Inmate family speaks about healthcare problemsPosted: Updated:
Some serious concerns have surfaced recently about the healthcare of Arizona's inmates.
Monday the company that the Arizona Department of Corrections contracted to care for inmates issued a statement about the claims.
Allegations surfaced nearly two weeks ago when the Arizona Department of Corrections said some of the inmates are not getting their medication, are being exposed to hepatitis C and said one even committed suicide. According to the DOC, it all happened under the watch of Wexford Health Sources.
Wexford Health Sources was contracted by the DOC in July to care for the inmates.
"I understand they are in there because they did something to get in there, but that's no reason to decline them healthcare," said Freddie Bowman.
Bowman said her son has been in the Florence Prison since 2005 and has had a recent incident where he did not get the treatment he needed.

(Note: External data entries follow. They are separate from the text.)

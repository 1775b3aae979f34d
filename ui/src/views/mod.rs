mod dashboard;

pub use dashboard::{Dashboard, MonthDashboard};
//! Platform-agnostic dashboard logic: month labels, the static dataset and
//! the series resolver every chart is built on.

pub mod config;
pub mod dataset;
pub mod format;
pub mod month;
pub mod resolver;

pub use config::{DashboardConfig, DatasetSource};
pub use dataset::{CategorySeries, CategoryTable, DatasetError, DatasetStore, Graph};
pub use month::{InvalidMonthLabel, Month, PickedMonth};
pub use resolver::{
    resolve, resolve_field, FieldSelector, ResolvedEntry, ResolvedSeries, SeriesError,
};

"He had little white blisters from the strep throat all in there and he couldn't eat," she said.
Bowman said it was days before her son got care and by then the doctor "diagnosed him with having a high fever and very sick," she said.
Another family member of an inmate, Ana Hebner, had a similar story.
"They gurneyed him to the health needs building, and did an EKG and told him there is nothing wrong with him. He is healthy," she recalled. Her son, Nicholas Estraderm, is an inmate at the Phoenix prison facility and was experiencing chest pains in late June. Prison staff said there was nothing physically wrong with Estraderm, but they admitted him to the psychological ward instead.
"He should not be in a mental ward. He should be in a medical ward right now," said Hebner.
Wexford answered to the claims Monday in a statement that read as follows:
"We have had this contract for less than three months. Unfortunately, it will take longer than that to reform and help a system that has been in disrepair for decades. The severity of these inadequacies were not communicated to us (or any of the bidders) during the procurement process. We are grateful to have won awards and served many prisons elsewhere in the country. The state brought us in to be an agent for change and improvement. We absolutely have the resources and experience to perform that function, if corrections allows us to do the job we were contracted to do. While some opposed this privatization we believe it can ultimately be a better path for all involved, including taxpayers. Any incident is one too many but if we are allowed to implement our reforms this system over time will see fewer incidents than in the past, and better care."
We tried to reach the DOC for comment Monday, but they said there would be no comment until Wexford answers the claims. That is expected to happen in October.
"I think they need to change the system," Bowman said. "It's broken, it needs to be fixed."
"I feel for those guys, not just my son, but all of those guys in there."